The best place to put this code is in the OnProcessInit() method of your process class so it fires on every request:

*********************************************************************
* Function CustomerRestService :: OnProcessInit
************************************
*** If you need to hook up generic functionality that occurs on
*** every hit against this process class , implement this method.
*********************************************************************
FUNCTION OnProcessInit
LOCAL lcOrigin, lcRequestHeaders, lcVerb

*** Unrelated
Response.Encoding = "UTF8"
Request.lUtf8Encoding = .T.

*** Add CORS headers to allow cross-site access on REST calls for browser access
lcOrigin = Request.ServerVariables("HTTP_ORIGIN")

IF !EMPTY(lcOrigin) 
***    *** Optional - validate origin against a domain list (you implement)
***    IF !THIS.CheckForValidOrigin(lcOrigin)
***       Response.Status = "403 Forbidden"
***       RETURN .F.
***    ENDIF 

	*** Allow all domains IP addresses effectively
	Response.AppendHeader("Access-Control-Allow-Origin", lcOrigin)  
	Response.AppendHeader("Access-Control-Allow-Methods","POST, GET, DELETE, PUT, OPTIONS")	
	
	lcRequestHeaders = Request.GetExtraHeader("Access-Control-Request-Headers")
	if EMPTY(lcRequestHeaders)
	  lcRequestHeaders = "Content-Type, Authorization" && ,Cookie if you use cookie auth!
	endif
	Response.AppendHeader("Access-Control-Allow-Headers", lcRequestHeaders)
	Response.AppendHeader("Access-Control-Allow-Credentials","true")
ENDIF

lcVerb = Request.GetHttpVerb()
IF (lcVerb == "OPTIONS")
    Response.Status = "204 No Content"
	RETURN .F.  && Stop Processing
ENDIF

*** ... other OnProcessInit() code

CORS requests need to be serviced when an Origin header is present in the client's request and you can retrieve this header via Request.ServerVariables("HTTP_ORIGIN") or Request.GetExtraHeader("Origin").

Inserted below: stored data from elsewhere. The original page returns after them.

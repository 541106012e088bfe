//! Rendering of per-corner netlists.
//!
//! The renderer edits the netlist text line by line. Only three kinds of lines
//! are ever changed:
//!
//! * `.param` lines assigning a swept parameter,
//! * `.lib <path> <key>` lines referencing a swept library,
//! * the `.temp` line, which is overwritten or inserted.
//!
//! Every other line, including the directives themselves, is emitted
//! byte-for-byte, along with its original line terminator.

#[cfg(test)]
mod tests;

use std::ops::Range;
use std::path::Path;

use arcstr::ArcStr;
use lazy_static::lazy_static;
use regex::Regex;
use unicase::UniCase;

use crate::{Corner, SweepSpec};

lazy_static! {
    static ref PARAM_LINE: Regex = Regex::new(r"(?i)^\s*\.param\s").unwrap();
    // Values are a `{...}`, `'...'`, or `"..."` expression, or a single token.
    static ref ASSIGNMENT: Regex =
        Regex::new(r#"([^\s=]+)(\s*=\s*)(\{[^}]*\}|'[^']*'|"[^"]*"|[^\s=]+)"#).unwrap();
    static ref LIB_LINE: Regex = Regex::new(r"(?i)^\s*\.lib\s+(\S+)\s+(\S+)").unwrap();
    static ref TEMP_LINE: Regex = Regex::new(r"(?i)^(\s*)\.temp(\s|$)").unwrap();
    static ref ANALYSIS_LINE: Regex =
        Regex::new(r"(?i)^\s*\.(tran|ac|dc|op|noise|tf|sens|pz|disto|control)(\s|$)").unwrap();
    static ref END_LINE: Regex = Regex::new(r"(?i)^\s*\.end\s*$").unwrap();
}

/// Renders corner-specific netlists from a base netlist.
///
/// The base netlist is analyzed once in [`Renderer::new`]; each call to
/// [`Renderer::render`] then only splices corner values into the
/// precomputed substitution points.
#[derive(Debug, Clone)]
pub struct Renderer<'a> {
    lines: Vec<Line<'a>>,
    temp: TempPlacement,
    newline: &'a str,
}

#[derive(Debug, Clone)]
struct Line<'a> {
    body: &'a str,
    end: &'a str,
    edit: Option<Edit>,
}

/// A substitution point within a line body.
#[derive(Debug, Clone, Eq, PartialEq)]
enum Edit {
    /// Value tokens to replace with the value of the parameter axis at the given index.
    Values(Vec<(Range<usize>, usize)>),
    /// A `.lib` key token to replace with the corner of the library axis at the given index.
    LibKey { range: Range<usize>, axis: usize },
    /// An existing `.temp` line with the given indentation.
    Temp { indent: Range<usize> },
}

/// Where the `.temp` line of a rendered netlist goes.
#[derive(Debug, Clone, Copy, Eq, PartialEq)]
enum TempPlacement {
    /// Existing `.temp` lines are overwritten.
    Overwrite,
    /// A new line is inserted before the line at the given index.
    InsertBefore(usize),
    /// A new line is appended to the netlist.
    Append,
}

/// Splits text into line bodies and their terminators (`\n`, `\r\n`, or none).
fn split_lines(text: &str) -> impl Iterator<Item = (&str, &str)> {
    text.split_inclusive('\n').map(|line| {
        let body = line
            .strip_suffix("\r\n")
            .or_else(|| line.strip_suffix('\n'))
            .unwrap_or(line);
        (body, &line[body.len()..])
    })
}

fn unquote(path: &str) -> &str {
    path.trim_matches(|c| c == '"' || c == '\'')
}

impl<'a> Renderer<'a> {
    /// Analyzes `netlist` for the substitution points of every axis in `spec`.
    ///
    /// Swept parameters and libraries that the netlist never references are
    /// logged as warnings; their values are still enumerated and reported.
    pub fn new(netlist: &'a str, spec: &SweepSpec) -> Self {
        let mut lines: Vec<Line<'a>> = split_lines(netlist)
            .map(|(body, end)| Line {
                body,
                end,
                edit: None,
            })
            .collect();

        let mut params_seen = vec![false; spec.params.len()];
        let mut libs_seen = vec![false; spec.libs.len()];
        let mut first_temp = None;
        let mut first_analysis = None;
        let mut first_end = None;

        for (idx, line) in lines.iter_mut().enumerate() {
            if PARAM_LINE.is_match(line.body) {
                line.edit = param_edit(line.body, spec, &mut params_seen);
            } else if let Some(edit) = lib_edit(line.body, spec) {
                if let Edit::LibKey { axis, .. } = edit {
                    libs_seen[axis] = true;
                }
                line.edit = Some(edit);
            } else if let Some(caps) = TEMP_LINE.captures(line.body) {
                let indent = caps.get(1).map(|m| m.range()).unwrap_or(0..0);
                line.edit = Some(Edit::Temp { indent });
                first_temp.get_or_insert(idx);
            } else if ANALYSIS_LINE.is_match(line.body) {
                first_analysis.get_or_insert(idx);
            } else if END_LINE.is_match(line.body) {
                first_end.get_or_insert(idx);
            }
        }

        for (axis, _) in spec.params().zip(&params_seen).filter(|(_, seen)| !**seen) {
            tracing::warn!(
                param = %axis.name(),
                "swept parameter is not assigned by any `.param` line"
            );
        }
        for (axis, _) in spec.libs().zip(&libs_seen).filter(|(_, seen)| !**seen) {
            tracing::warn!(
                lib = %axis.id(),
                "swept library is not referenced by any `.lib` line"
            );
        }

        let temp = match (first_temp, first_analysis.or(first_end)) {
            (Some(_), _) => TempPlacement::Overwrite,
            (None, Some(idx)) => TempPlacement::InsertBefore(idx),
            (None, None) => TempPlacement::Append,
        };
        let newline = lines
            .iter()
            .map(|line| line.end)
            .find(|end| !end.is_empty())
            .unwrap_or("\n");

        tracing::debug!(
            lines = lines.len(),
            substitutions = lines.iter().filter(|line| line.edit.is_some()).count(),
            temp = ?temp,
            "analyzed netlist"
        );

        Self {
            lines,
            temp,
            newline,
        }
    }

    /// Renders the netlist for the given corner.
    ///
    /// The corner must have been enumerated from the specification this
    /// renderer was created with.
    pub fn render(&self, corner: &Corner) -> String {
        let temp_line = |indent: &str| format!("{}.temp {}", indent, corner.temperature());

        let mut out = String::with_capacity(
            self.lines
                .iter()
                .map(|line| line.body.len() + line.end.len())
                .sum::<usize>()
                + 32,
        );
        for (idx, line) in self.lines.iter().enumerate() {
            if self.temp == TempPlacement::InsertBefore(idx) {
                out.push_str(&temp_line(""));
                out.push_str(self.newline);
            }
            match line.edit {
                Some(Edit::Values(ref values)) => {
                    let mut last = 0;
                    for (range, axis) in values {
                        out.push_str(&line.body[last..range.start]);
                        match corner.param_at(*axis) {
                            Some(value) => out.push_str(value),
                            None => out.push_str(&line.body[range.clone()]),
                        }
                        last = range.end;
                    }
                    out.push_str(&line.body[last..]);
                }
                Some(Edit::LibKey { ref range, axis }) => {
                    let key = corner
                        .lib_at(axis)
                        .map(ArcStr::as_str)
                        .unwrap_or(&line.body[range.clone()]);
                    out.push_str(&line.body[..range.start]);
                    out.push_str(key);
                    out.push_str(&line.body[range.end..]);
                }
                Some(Edit::Temp { ref indent }) => {
                    out.push_str(&temp_line(&line.body[indent.clone()]));
                }
                None => out.push_str(line.body),
            }
            out.push_str(line.end);
        }
        if self.temp == TempPlacement::Append {
            if self.lines.last().is_some_and(|line| line.end.is_empty()) {
                out.push_str(self.newline);
            }
            out.push_str(&temp_line(""));
            out.push_str(self.newline);
        }
        out
    }
}

/// Finds every assignment to a swept parameter on a `.param` line.
fn param_edit(body: &str, spec: &SweepSpec, seen: &mut [bool]) -> Option<Edit> {
    let values: Vec<_> = ASSIGNMENT
        .captures_iter(body)
        .filter_map(|caps| {
            let name = caps.get(1)?.as_str();
            let axis = spec
                .params
                .get_index_of(&UniCase::new(ArcStr::from(name)))?;
            seen[axis] = true;
            Some((caps.get(3)?.range(), axis))
        })
        .collect();
    (!values.is_empty()).then_some(Edit::Values(values))
}

/// Matches a `.lib <path> <key>` line against the library axes.
///
/// Axes with a key are tried first, so that a keyless axis on the same file
/// only applies to lines no keyed axis claims.
fn lib_edit(body: &str, spec: &SweepSpec) -> Option<Edit> {
    let caps = LIB_LINE.captures(body)?;
    let path = Path::new(unquote(caps.get(1)?.as_str()));
    let key = caps.get(2)?;

    let keyed = spec.libs.values().enumerate().find(|(_, axis)| {
        axis.id().key().is_some_and(|k| {
            UniCase::new(k.as_str()) == UniCase::new(key.as_str())
                && path.ends_with(axis.id().file().as_str())
        })
    });
    let (axis, _) = keyed.or_else(|| {
        spec.libs.values().enumerate().find(|(_, axis)| {
            axis.id().key().is_none() && path.ends_with(axis.id().file().as_str())
        })
    })?;

    Some(Edit::LibKey {
        range: key.range(),
        axis,
    })
}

The CORS code above allows basically access to all requests because it simply echoes back the requested domain - ie. every domain is allowed. You can optionally add logic that checks for specific domains and if desired fail those by aborting and return a 403 Forbidden.

CORS requests come in two flavors:

  • Pre-Flight OPTIONS Request
    This type of request is used for any request that includes authentication, cookies or any custom extra headers and results in a separate HTTP OPTIONS request that should return only the HTTP headers, including the validated CORS headers.

  • In-Flight Request
    Certain GET and POST requests that don't include authorization, cookies or custom headers request CORS headers inline.

Access-Control-Allow-Methods and Access-Control-Allow-Headers allow you to restrict specific headers that the CORS protocol checks on the client. You can limit which types of verbs are allowed. Many applications allow only GET operations and explicitly setting to GET prohibits any data sent to the server which reduces security issues if your API is read-only.

You can also dynamically control these headers based on the incoming requests, but for most applications using these global settings in OnProcessInit() should be sufficient.